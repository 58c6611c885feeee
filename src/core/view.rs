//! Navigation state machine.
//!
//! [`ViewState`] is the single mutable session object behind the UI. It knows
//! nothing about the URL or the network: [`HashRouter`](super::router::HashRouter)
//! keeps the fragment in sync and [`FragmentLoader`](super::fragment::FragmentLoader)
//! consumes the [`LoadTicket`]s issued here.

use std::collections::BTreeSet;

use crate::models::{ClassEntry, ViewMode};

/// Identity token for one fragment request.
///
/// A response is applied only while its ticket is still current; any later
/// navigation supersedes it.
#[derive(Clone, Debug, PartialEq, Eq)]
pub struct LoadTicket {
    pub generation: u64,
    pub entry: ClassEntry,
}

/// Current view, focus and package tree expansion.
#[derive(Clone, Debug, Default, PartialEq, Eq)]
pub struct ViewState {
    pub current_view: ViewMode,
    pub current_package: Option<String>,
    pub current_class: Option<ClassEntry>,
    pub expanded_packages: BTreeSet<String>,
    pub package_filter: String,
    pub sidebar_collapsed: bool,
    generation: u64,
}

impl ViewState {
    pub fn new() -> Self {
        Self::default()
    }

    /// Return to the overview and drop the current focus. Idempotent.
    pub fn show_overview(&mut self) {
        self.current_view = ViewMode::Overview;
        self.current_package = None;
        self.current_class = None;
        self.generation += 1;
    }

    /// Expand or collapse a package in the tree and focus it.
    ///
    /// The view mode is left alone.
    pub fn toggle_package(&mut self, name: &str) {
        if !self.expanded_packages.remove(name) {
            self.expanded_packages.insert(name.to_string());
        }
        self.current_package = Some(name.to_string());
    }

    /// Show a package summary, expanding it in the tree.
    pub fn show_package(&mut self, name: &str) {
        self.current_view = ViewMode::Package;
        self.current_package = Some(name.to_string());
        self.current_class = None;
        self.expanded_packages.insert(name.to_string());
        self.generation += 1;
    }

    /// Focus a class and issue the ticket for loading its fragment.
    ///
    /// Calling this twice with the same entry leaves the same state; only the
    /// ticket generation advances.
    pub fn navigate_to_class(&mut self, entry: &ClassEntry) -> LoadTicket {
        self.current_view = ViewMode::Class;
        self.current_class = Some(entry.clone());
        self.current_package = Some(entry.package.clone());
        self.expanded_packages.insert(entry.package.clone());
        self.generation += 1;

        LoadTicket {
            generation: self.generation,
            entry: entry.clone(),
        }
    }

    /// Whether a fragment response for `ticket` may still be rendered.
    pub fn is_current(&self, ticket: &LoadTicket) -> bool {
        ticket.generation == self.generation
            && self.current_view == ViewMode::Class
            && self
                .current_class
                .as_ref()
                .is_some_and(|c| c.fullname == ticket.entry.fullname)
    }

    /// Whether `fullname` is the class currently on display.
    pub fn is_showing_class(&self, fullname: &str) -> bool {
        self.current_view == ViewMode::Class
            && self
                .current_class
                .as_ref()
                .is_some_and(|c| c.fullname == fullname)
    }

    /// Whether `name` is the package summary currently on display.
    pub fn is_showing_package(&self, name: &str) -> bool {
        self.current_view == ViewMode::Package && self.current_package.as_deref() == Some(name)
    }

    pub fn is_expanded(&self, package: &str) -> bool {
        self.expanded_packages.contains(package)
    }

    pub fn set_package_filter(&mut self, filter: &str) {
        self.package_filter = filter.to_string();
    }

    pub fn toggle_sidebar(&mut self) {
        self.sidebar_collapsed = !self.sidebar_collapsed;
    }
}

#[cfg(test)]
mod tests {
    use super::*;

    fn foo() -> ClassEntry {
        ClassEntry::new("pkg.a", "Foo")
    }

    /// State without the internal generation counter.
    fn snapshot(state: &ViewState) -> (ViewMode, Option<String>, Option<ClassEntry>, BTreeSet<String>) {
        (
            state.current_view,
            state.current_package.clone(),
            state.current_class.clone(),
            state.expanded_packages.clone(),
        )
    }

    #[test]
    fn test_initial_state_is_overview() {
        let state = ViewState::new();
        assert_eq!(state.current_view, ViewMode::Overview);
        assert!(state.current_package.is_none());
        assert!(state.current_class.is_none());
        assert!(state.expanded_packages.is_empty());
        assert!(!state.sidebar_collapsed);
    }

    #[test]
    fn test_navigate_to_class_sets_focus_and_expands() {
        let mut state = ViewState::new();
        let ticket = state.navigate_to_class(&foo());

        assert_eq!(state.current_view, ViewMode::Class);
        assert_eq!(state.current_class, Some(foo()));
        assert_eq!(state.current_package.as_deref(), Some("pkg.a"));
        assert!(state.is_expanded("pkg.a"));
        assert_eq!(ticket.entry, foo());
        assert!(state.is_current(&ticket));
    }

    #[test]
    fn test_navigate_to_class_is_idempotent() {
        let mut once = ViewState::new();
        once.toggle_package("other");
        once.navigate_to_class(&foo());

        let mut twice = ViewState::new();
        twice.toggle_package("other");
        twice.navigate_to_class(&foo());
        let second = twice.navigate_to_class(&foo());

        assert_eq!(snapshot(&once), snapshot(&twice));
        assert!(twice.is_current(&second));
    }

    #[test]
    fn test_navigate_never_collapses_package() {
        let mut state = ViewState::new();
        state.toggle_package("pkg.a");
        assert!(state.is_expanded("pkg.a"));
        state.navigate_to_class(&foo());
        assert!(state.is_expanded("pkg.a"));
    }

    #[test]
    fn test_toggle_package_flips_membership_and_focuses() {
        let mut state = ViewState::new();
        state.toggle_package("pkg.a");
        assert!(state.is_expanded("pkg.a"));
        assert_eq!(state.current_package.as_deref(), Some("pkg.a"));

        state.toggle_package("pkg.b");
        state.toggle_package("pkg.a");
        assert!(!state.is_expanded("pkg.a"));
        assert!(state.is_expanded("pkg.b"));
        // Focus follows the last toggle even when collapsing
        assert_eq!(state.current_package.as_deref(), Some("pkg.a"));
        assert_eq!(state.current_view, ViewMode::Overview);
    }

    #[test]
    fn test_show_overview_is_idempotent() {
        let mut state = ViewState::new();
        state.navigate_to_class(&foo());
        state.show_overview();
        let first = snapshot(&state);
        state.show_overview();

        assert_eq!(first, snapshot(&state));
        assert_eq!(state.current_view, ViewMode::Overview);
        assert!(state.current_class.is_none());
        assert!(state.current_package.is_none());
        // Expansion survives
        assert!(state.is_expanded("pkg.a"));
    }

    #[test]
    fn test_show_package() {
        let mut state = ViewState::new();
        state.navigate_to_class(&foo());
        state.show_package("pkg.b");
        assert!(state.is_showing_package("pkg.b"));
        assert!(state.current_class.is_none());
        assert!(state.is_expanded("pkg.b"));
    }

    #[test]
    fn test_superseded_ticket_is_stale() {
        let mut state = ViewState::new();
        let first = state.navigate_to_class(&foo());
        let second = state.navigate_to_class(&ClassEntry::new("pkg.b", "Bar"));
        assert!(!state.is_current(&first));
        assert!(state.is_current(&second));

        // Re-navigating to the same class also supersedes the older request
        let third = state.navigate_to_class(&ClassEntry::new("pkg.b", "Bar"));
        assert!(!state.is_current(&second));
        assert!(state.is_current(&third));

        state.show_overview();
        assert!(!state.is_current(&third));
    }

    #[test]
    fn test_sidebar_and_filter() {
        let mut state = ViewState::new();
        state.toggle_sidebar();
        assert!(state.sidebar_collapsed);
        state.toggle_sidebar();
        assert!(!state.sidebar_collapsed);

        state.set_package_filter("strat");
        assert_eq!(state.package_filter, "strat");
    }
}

===

*Work instruction*.
Please transcribe the material line by line, exactly, from its opening line through the line that contains "keeps the fragment".

*Response*.
repository 58c6611c885feeee
filename src/core/view.rs
//! Navigation state machine.
//!
//! [`ViewState`] is the single mutable session object behind the UI. It knows
//! nothing about the URL or the network: [`HashRouter`](super::router::HashRouter)
//! keeps the fragment in sync and [`FragmentLoader`](super::fragment::FragmentLoader)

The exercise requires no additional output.